● **Instructions to follow**: From the entries that follow, copy exactly the lines beginning at the line holding "None => match" and continuing through the line holding "pub fn default_crawl_delay(&self)".

════

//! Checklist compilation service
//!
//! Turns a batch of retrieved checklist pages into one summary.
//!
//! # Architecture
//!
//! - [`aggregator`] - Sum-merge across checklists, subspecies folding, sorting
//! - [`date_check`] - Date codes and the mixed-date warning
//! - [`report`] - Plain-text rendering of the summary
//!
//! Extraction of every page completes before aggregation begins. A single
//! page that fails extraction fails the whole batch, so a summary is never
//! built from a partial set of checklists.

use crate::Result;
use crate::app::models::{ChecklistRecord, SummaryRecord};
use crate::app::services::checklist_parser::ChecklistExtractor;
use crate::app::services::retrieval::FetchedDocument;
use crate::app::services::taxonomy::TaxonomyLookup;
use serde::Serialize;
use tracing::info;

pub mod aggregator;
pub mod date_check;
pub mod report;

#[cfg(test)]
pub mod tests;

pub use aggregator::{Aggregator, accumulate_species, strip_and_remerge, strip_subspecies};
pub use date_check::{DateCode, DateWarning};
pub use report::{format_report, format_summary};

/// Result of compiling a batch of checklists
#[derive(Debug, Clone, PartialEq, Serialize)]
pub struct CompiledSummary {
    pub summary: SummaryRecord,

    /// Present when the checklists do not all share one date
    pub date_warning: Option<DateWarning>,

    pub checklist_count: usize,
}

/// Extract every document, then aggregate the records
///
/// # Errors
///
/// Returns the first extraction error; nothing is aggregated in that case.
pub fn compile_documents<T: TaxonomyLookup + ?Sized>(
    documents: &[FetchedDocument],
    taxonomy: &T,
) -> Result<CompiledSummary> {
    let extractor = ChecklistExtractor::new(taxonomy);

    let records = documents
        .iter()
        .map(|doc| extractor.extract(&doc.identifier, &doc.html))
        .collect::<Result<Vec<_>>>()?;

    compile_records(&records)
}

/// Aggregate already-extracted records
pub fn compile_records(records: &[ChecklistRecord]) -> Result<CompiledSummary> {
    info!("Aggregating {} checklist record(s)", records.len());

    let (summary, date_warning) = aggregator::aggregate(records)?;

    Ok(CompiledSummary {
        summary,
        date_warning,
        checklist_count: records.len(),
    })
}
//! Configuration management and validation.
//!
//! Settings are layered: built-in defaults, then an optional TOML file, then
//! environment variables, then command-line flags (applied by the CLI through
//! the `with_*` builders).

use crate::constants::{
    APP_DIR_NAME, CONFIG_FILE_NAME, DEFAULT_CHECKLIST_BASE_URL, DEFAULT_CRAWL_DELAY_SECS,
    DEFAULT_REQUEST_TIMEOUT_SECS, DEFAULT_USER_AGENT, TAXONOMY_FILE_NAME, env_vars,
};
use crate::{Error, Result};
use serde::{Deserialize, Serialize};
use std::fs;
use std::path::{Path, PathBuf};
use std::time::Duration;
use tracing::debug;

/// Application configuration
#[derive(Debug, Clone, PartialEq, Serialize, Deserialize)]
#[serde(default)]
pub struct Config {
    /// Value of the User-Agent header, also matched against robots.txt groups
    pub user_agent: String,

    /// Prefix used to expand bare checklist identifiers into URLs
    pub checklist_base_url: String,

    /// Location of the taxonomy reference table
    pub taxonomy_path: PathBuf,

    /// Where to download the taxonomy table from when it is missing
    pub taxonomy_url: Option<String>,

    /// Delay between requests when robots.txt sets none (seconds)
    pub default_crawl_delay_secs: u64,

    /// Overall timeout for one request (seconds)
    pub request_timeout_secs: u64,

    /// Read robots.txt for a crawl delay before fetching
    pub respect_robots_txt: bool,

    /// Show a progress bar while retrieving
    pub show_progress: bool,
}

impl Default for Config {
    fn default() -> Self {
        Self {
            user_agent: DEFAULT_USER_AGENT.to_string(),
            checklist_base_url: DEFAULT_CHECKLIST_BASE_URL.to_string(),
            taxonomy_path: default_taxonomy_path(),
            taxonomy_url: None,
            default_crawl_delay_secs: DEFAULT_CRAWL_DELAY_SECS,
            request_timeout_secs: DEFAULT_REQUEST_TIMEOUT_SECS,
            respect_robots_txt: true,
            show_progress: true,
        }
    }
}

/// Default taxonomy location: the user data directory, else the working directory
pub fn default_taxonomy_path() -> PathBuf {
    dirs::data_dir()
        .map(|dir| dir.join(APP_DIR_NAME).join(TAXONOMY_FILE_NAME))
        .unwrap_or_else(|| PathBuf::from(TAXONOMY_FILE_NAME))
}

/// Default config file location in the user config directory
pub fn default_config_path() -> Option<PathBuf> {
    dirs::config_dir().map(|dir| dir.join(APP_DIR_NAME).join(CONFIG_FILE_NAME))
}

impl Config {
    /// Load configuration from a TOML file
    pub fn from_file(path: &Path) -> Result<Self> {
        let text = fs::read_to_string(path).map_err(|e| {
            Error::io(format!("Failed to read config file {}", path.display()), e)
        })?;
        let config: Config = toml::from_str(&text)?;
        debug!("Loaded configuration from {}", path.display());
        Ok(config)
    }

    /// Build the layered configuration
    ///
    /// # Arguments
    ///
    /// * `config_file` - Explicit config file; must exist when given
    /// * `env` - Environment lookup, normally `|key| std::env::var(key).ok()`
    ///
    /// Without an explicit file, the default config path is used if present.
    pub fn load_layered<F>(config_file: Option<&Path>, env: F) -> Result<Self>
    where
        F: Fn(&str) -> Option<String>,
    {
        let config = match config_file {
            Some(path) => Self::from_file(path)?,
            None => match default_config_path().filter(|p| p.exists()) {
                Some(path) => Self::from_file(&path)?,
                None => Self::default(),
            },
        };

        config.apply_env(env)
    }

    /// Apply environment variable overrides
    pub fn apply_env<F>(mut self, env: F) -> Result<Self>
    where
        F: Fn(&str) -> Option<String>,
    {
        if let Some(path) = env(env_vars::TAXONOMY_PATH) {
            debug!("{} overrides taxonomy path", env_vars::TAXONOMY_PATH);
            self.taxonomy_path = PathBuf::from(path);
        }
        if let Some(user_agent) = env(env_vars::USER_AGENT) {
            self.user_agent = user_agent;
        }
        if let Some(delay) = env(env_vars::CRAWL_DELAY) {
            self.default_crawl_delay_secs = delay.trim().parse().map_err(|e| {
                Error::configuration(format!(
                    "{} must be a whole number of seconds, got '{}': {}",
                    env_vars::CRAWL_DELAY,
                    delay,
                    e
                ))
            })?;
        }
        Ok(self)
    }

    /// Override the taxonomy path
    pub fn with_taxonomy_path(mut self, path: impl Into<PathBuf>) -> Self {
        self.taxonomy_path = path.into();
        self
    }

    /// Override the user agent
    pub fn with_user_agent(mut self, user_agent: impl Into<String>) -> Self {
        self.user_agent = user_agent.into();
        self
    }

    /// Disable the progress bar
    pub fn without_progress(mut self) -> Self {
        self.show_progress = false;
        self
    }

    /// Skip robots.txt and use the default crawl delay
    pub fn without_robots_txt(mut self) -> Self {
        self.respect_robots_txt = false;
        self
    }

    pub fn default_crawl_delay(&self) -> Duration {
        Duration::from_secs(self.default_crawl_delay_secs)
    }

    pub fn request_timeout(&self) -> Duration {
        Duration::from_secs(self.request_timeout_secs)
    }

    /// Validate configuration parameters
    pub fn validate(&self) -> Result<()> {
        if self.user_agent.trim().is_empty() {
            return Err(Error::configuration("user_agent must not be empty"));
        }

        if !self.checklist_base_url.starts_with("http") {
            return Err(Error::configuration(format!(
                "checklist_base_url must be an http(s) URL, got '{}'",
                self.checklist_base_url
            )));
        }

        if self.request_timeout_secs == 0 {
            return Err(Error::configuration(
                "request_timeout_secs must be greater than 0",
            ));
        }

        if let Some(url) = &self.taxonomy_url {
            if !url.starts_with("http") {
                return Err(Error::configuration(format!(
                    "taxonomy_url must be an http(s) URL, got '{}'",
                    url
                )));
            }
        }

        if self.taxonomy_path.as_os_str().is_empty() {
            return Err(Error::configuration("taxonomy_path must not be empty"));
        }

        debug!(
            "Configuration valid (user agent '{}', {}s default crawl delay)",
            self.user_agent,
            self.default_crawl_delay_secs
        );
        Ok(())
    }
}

════

● **Exercise solution**:
            None => match default_config_path().filter(|p| p.exists()) {
                Some(path) => Self::from_file(&path)?,
                None => Self::default(),
            },
        };

        config.apply_env(env)
    }

    /// Apply environment variable overrides
    pub fn apply_env<F>(mut self, env: F) -> Result<Self>
    where
        F: Fn(&str) -> Option<String>,
    {
        if let Some(path) = env(env_vars::TAXONOMY_PATH) {
            debug!("{} overrides taxonomy path", env_vars::TAXONOMY_PATH);
            self.taxonomy_path = PathBuf::from(path);
        }
        if let Some(user_agent) = env(env_vars::USER_AGENT) {
            self.user_agent = user_agent;
        }
        if let Some(delay) = env(env_vars::CRAWL_DELAY) {
            self.default_crawl_delay_secs = delay.trim().parse().map_err(|e| {
                Error::configuration(format!(
                    "{} must be a whole number of seconds, got '{}': {}",
                    env_vars::CRAWL_DELAY,
                    delay,
                    e
                ))
            })?;
        }
        Ok(self)
    }

    /// Override the taxonomy path
    pub fn with_taxonomy_path(mut self, path: impl Into<PathBuf>) -> Self {
        self.taxonomy_path = path.into();
        self
    }

    /// Override the user agent
    pub fn with_user_agent(mut self, user_agent: impl Into<String>) -> Self {
        self.user_agent = user_agent.into();
        self
    }

    /// Disable the progress bar
    pub fn without_progress(mut self) -> Self {
        self.show_progress = false;
        self
    }

    /// Skip robots.txt and use the default crawl delay
    pub fn without_robots_txt(mut self) -> Self {
        self.respect_robots_txt = false;
        self
    }

    pub fn default_crawl_delay(&self) -> Duration {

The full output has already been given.